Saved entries
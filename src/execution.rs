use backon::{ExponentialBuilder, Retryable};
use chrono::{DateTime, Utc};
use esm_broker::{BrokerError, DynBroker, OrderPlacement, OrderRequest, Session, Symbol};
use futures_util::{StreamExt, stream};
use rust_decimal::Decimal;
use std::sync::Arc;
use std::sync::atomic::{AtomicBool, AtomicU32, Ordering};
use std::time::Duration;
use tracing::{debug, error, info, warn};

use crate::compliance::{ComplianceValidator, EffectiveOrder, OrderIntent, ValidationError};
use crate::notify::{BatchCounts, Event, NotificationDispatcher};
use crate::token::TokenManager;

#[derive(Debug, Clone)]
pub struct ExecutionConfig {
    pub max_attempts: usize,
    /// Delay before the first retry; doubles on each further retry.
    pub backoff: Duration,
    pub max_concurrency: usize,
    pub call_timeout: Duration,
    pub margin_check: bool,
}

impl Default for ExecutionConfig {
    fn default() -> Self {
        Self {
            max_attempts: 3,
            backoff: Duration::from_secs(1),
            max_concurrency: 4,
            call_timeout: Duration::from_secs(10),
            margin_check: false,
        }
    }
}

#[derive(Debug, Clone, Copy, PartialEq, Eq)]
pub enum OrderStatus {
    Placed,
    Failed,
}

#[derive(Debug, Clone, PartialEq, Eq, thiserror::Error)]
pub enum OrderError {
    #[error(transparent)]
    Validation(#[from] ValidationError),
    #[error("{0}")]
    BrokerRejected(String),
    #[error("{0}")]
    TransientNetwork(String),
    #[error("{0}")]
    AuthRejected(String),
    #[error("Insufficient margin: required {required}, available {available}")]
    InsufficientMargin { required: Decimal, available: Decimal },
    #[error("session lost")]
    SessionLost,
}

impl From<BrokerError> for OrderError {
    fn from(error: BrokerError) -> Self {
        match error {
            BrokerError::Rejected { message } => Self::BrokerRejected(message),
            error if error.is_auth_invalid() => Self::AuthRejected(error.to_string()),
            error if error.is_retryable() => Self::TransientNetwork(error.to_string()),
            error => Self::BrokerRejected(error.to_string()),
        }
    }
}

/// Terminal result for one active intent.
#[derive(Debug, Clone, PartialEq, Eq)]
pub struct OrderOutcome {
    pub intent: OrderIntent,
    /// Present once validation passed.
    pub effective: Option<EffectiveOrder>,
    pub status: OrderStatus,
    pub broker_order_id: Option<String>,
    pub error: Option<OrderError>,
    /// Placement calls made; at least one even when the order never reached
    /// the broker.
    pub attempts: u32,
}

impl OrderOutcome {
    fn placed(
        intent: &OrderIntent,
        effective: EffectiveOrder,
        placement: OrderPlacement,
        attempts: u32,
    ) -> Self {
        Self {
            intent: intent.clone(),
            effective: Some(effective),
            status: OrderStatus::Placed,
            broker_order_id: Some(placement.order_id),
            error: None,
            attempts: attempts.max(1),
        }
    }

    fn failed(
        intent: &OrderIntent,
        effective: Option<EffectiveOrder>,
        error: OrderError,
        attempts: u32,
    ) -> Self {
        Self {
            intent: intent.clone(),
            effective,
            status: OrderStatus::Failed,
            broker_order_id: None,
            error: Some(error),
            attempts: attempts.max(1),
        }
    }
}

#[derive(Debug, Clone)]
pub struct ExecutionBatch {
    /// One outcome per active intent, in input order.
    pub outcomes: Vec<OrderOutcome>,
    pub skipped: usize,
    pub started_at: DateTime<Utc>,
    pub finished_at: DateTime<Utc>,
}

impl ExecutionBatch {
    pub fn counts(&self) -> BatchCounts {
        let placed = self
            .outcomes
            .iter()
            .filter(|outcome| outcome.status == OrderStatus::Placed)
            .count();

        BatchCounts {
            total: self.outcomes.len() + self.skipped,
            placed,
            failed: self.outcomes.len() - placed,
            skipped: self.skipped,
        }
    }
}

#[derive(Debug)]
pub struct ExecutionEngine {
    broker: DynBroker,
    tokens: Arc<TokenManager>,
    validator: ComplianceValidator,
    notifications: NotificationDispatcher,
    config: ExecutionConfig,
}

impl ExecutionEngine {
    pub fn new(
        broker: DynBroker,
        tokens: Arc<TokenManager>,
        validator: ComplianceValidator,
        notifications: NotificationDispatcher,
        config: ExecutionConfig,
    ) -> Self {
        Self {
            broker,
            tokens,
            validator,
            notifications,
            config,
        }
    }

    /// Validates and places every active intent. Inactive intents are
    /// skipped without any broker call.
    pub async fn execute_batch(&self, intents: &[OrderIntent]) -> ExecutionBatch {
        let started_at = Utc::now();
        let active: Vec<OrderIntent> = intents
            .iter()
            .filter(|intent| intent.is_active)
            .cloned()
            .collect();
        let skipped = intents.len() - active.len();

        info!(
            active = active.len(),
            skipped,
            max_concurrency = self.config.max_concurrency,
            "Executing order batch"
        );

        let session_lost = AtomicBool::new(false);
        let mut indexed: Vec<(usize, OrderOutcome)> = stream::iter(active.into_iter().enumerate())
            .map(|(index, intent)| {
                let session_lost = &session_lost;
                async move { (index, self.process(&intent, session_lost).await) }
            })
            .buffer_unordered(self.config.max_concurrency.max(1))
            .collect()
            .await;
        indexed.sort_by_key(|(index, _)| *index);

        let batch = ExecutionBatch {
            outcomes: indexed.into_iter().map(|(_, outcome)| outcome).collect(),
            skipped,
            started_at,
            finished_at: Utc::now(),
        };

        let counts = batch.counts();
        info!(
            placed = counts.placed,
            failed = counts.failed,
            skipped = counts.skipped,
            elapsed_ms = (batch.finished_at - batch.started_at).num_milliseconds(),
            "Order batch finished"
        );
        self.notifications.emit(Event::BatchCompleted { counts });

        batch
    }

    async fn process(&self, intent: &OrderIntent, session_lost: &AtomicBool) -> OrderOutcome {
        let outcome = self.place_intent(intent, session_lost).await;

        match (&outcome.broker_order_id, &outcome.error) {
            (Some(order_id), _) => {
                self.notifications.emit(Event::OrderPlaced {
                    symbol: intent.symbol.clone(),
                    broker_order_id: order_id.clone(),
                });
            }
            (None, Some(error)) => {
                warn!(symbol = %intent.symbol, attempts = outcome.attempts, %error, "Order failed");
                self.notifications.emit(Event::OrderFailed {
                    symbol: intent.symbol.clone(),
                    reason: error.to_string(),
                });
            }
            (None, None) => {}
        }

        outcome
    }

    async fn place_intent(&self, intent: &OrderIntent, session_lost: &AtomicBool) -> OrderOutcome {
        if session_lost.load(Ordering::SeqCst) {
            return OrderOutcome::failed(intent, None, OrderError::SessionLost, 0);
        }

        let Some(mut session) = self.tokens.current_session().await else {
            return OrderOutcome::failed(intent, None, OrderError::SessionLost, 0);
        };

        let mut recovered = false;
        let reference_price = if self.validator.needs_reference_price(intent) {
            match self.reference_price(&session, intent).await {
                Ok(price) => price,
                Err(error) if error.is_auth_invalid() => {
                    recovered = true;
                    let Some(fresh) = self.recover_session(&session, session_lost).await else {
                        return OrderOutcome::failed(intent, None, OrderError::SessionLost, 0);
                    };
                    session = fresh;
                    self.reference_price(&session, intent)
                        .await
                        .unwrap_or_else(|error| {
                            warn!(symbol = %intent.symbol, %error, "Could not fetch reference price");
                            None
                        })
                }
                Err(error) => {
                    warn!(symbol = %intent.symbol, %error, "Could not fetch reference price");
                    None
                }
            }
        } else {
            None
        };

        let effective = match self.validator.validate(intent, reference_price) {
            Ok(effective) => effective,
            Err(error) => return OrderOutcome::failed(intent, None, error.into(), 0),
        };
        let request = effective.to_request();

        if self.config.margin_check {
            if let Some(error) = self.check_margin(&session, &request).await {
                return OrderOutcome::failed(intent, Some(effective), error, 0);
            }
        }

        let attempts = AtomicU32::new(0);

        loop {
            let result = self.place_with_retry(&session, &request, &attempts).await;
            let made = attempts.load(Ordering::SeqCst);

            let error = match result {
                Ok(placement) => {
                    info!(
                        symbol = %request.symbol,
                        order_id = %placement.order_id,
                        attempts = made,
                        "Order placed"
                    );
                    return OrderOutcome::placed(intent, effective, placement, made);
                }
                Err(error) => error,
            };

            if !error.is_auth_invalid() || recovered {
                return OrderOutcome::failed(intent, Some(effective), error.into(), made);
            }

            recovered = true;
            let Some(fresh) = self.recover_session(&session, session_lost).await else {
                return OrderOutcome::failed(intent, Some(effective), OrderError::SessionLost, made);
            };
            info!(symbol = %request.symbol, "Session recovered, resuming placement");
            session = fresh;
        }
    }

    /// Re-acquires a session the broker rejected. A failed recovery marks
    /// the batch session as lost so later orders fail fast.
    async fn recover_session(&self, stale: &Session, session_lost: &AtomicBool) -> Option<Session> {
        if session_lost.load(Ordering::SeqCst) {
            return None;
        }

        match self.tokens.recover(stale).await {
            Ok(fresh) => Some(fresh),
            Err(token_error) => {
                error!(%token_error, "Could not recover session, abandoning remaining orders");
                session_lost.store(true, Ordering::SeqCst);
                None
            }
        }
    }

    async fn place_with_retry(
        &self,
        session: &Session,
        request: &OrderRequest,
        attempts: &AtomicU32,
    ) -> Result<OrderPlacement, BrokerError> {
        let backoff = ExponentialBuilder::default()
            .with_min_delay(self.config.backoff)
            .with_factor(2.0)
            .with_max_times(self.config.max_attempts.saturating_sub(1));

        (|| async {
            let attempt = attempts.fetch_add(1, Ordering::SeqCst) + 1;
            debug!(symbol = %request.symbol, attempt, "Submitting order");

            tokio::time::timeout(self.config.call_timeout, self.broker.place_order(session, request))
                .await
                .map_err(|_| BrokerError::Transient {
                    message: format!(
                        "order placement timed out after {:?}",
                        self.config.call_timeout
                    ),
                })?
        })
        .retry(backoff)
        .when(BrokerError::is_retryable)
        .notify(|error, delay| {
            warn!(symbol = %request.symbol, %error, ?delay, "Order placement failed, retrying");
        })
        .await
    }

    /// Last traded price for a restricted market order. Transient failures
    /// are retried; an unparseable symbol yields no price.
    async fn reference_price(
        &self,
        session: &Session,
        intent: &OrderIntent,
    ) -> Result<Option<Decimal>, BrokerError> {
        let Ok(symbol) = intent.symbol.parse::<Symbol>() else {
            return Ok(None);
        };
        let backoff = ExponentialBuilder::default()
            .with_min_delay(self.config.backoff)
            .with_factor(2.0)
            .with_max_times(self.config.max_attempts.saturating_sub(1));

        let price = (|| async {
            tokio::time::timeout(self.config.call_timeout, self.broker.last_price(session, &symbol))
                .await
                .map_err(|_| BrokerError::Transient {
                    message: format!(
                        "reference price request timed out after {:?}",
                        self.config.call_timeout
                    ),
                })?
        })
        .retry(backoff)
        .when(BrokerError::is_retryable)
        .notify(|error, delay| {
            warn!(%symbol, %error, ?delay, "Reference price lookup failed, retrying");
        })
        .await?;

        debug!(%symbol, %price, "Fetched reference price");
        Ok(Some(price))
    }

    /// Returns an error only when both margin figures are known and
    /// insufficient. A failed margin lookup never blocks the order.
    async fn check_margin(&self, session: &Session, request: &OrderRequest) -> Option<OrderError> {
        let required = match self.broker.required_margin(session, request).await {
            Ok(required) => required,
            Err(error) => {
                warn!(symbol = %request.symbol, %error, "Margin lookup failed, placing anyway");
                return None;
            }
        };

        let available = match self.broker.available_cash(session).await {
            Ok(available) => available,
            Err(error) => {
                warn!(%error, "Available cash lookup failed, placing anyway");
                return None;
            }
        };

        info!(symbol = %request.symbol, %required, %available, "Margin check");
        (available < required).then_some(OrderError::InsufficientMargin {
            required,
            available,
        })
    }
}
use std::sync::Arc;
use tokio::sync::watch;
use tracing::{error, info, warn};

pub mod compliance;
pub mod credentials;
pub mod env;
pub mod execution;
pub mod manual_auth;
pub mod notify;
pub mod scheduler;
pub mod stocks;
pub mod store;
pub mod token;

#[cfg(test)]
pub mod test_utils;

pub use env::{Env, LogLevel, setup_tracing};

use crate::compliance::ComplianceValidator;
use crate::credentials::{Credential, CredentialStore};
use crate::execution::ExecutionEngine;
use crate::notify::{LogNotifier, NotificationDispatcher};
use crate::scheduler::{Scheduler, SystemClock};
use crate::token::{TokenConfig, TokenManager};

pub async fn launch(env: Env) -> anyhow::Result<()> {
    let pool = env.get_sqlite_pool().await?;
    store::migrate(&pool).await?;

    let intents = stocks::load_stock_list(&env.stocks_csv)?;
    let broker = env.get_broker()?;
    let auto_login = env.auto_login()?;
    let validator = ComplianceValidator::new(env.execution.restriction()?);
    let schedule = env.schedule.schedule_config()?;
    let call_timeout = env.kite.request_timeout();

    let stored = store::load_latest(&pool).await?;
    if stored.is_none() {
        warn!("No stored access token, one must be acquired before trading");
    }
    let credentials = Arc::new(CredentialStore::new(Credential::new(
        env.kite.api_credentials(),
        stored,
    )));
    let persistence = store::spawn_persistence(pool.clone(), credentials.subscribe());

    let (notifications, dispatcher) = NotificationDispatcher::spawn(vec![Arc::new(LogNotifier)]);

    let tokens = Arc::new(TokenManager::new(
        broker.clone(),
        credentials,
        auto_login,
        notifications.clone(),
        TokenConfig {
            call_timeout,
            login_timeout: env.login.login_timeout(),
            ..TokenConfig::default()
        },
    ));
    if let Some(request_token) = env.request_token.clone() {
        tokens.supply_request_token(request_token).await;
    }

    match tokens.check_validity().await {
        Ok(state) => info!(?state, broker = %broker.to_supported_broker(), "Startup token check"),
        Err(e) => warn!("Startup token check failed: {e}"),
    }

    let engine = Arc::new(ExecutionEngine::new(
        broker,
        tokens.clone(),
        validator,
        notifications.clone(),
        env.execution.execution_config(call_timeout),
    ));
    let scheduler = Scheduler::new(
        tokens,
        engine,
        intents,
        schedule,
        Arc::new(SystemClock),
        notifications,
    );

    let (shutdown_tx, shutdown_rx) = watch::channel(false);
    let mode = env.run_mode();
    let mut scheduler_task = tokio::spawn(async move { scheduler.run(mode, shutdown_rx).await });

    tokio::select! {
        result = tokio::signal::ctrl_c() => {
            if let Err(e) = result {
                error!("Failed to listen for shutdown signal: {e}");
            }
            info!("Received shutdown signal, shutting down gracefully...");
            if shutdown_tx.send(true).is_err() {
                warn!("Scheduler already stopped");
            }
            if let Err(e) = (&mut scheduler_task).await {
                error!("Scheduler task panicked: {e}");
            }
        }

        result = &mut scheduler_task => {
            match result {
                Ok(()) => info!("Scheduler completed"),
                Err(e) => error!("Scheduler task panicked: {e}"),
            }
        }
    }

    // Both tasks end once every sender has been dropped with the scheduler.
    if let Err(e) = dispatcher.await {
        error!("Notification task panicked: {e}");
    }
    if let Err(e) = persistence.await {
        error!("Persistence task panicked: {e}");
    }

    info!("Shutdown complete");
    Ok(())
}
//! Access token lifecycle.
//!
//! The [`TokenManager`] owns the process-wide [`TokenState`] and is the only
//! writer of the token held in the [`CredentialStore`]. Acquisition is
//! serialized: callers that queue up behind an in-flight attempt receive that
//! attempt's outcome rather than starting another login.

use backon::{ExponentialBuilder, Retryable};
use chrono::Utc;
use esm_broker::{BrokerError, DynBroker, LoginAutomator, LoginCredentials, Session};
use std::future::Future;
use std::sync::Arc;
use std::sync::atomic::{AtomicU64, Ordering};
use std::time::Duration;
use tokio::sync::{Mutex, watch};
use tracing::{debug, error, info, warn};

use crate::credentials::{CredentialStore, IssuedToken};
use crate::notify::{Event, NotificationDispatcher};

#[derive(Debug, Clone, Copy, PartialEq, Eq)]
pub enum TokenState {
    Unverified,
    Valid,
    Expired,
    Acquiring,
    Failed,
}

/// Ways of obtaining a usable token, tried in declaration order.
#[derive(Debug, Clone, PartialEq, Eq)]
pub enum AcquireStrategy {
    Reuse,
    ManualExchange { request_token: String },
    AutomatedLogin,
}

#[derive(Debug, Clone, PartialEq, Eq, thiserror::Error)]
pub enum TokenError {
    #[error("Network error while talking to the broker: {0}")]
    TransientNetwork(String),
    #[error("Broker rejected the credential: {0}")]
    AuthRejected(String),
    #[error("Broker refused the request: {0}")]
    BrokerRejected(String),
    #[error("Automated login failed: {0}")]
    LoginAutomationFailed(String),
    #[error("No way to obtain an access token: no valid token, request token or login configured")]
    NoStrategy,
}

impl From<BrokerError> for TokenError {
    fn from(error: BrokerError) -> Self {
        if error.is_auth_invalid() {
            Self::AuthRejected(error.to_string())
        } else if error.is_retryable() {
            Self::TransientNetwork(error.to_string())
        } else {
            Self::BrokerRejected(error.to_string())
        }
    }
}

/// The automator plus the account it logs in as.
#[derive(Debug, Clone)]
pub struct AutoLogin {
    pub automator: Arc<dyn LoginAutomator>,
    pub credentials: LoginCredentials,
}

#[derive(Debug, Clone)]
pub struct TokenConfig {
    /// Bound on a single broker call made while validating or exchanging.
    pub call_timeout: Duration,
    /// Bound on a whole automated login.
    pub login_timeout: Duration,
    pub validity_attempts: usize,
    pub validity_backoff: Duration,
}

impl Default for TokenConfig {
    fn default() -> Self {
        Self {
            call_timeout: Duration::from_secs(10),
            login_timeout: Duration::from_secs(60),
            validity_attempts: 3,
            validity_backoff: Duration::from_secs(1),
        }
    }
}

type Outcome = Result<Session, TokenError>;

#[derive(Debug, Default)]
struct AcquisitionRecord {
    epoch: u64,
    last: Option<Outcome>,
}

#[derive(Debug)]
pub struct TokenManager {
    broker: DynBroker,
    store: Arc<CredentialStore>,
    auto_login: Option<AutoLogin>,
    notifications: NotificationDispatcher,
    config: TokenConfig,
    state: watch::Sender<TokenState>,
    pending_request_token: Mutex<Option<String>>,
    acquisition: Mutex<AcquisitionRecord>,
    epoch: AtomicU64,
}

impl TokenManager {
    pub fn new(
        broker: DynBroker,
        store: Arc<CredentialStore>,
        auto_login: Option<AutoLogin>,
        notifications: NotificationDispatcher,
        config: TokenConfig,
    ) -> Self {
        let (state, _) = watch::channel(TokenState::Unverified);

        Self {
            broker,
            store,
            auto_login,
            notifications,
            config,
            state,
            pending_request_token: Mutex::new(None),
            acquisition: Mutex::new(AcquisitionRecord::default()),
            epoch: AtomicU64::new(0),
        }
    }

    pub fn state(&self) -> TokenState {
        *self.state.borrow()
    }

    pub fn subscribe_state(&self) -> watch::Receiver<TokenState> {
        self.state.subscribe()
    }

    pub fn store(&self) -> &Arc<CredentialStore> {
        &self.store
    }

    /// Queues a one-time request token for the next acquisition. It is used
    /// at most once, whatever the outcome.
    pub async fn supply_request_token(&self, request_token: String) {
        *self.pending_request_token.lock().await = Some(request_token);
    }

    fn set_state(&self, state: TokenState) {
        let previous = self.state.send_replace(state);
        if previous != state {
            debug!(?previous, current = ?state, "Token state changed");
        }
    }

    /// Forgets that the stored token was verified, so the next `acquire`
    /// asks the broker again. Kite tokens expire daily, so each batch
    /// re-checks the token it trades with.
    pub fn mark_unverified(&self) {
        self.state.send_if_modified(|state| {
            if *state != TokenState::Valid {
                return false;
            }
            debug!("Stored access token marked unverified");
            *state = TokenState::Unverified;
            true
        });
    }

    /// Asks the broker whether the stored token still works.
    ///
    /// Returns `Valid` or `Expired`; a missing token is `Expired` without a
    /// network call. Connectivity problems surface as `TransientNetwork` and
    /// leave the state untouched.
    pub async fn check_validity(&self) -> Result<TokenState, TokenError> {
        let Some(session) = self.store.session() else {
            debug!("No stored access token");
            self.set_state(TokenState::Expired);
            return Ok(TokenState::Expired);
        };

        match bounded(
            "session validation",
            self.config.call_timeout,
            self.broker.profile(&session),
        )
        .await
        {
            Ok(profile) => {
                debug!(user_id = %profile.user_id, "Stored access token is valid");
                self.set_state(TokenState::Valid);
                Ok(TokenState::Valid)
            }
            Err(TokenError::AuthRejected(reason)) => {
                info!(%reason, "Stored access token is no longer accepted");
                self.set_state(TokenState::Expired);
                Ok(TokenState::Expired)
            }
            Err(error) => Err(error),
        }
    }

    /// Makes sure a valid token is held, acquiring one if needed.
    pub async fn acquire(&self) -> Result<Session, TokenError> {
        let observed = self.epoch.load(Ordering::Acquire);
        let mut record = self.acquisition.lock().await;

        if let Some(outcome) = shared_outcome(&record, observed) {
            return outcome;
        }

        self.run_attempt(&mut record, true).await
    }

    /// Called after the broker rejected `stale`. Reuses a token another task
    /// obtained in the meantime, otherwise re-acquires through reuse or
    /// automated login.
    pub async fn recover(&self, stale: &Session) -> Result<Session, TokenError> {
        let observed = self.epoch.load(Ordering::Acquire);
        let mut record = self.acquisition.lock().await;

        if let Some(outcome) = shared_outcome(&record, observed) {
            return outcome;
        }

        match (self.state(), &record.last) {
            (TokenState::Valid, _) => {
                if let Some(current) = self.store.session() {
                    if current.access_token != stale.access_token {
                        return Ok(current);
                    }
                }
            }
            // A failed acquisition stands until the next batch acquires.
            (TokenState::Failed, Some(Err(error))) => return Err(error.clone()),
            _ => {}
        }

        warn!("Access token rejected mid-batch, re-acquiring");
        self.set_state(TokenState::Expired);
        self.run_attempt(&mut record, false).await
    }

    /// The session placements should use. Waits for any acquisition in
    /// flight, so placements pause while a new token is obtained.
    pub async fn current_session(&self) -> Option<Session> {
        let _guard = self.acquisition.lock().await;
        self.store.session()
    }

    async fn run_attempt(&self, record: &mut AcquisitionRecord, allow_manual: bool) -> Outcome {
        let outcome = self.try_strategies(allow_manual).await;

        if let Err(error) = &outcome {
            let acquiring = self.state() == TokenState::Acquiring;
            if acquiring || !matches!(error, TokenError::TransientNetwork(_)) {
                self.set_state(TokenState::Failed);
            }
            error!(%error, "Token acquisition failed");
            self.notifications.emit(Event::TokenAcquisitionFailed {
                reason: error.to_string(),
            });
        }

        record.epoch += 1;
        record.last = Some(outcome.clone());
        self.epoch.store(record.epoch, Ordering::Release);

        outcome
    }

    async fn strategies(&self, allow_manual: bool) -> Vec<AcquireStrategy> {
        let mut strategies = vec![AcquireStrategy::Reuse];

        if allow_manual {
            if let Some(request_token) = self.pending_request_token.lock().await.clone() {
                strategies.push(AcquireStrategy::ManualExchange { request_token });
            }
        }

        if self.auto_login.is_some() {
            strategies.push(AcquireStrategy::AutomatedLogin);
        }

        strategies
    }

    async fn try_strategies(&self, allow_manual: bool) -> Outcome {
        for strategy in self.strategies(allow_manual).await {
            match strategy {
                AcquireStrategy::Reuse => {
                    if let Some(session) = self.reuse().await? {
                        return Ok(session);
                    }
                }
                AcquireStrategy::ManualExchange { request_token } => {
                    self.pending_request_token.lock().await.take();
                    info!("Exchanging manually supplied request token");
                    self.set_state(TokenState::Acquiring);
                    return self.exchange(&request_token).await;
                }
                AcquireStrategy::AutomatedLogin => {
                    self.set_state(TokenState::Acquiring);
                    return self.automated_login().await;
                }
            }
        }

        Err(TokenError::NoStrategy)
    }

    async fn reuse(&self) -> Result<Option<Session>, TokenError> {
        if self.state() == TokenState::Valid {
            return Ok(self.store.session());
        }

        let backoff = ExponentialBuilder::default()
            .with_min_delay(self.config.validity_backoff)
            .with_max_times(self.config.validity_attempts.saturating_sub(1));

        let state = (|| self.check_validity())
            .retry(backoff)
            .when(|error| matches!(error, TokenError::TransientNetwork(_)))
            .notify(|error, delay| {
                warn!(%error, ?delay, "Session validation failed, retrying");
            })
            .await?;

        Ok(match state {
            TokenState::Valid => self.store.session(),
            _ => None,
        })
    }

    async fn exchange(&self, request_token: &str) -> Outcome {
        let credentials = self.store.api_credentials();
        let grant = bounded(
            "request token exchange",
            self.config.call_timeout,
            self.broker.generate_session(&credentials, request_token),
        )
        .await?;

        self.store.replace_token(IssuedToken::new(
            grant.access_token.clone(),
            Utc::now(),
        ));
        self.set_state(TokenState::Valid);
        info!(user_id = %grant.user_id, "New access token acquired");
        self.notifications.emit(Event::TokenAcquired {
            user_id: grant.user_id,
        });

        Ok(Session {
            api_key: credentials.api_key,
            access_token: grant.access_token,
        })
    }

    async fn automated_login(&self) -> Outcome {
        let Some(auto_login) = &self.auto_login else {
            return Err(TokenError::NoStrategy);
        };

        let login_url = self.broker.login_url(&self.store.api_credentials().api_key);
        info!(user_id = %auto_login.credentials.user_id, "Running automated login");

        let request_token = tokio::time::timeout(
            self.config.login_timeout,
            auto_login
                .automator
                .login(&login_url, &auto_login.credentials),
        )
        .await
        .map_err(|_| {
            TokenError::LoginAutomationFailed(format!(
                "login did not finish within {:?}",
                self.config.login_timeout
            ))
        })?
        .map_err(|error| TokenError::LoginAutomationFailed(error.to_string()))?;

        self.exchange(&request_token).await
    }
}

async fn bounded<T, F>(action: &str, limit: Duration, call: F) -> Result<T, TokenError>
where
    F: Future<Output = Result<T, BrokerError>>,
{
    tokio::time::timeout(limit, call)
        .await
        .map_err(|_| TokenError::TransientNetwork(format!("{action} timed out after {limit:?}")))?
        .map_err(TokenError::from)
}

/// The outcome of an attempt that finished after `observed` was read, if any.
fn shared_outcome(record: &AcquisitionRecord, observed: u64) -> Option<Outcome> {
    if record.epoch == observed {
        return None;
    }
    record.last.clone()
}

Instructions for the task:
Retype exactly the lines of the data above, starting at its first line and finishing with the line that has "#[error(transparent)]" in it.

Solution for this exercise:
filename src/execution.rs
use backon::{ExponentialBuilder, Retryable};
use chrono::{DateTime, Utc};
use esm_broker::{BrokerError, DynBroker, OrderPlacement, OrderRequest, Session, Symbol};
use futures_util::{StreamExt, stream};
use rust_decimal::Decimal;
use std::sync::Arc;
use std::sync::atomic::{AtomicBool, AtomicU32, Ordering};
use std::time::Duration;
use tracing::{debug, error, info, warn};

use crate::compliance::{ComplianceValidator, EffectiveOrder, OrderIntent, ValidationError};
use crate::notify::{BatchCounts, Event, NotificationDispatcher};
use crate::token::TokenManager;

#[derive(Debug, Clone)]
pub struct ExecutionConfig {
    pub max_attempts: usize,
    /// Delay before the first retry; doubles on each further retry.
    pub backoff: Duration,
    pub max_concurrency: usize,
    pub call_timeout: Duration,
    pub margin_check: bool,
}

impl Default for ExecutionConfig {
    fn default() -> Self {
        Self {
            max_attempts: 3,
            backoff: Duration::from_secs(1),
            max_concurrency: 4,
            call_timeout: Duration::from_secs(10),
            margin_check: false,
        }
    }
}

#[derive(Debug, Clone, Copy, PartialEq, Eq)]
pub enum OrderStatus {
    Placed,
    Failed,
}

#[derive(Debug, Clone, PartialEq, Eq, thiserror::Error)]
pub enum OrderError {
    #[error(transparent)]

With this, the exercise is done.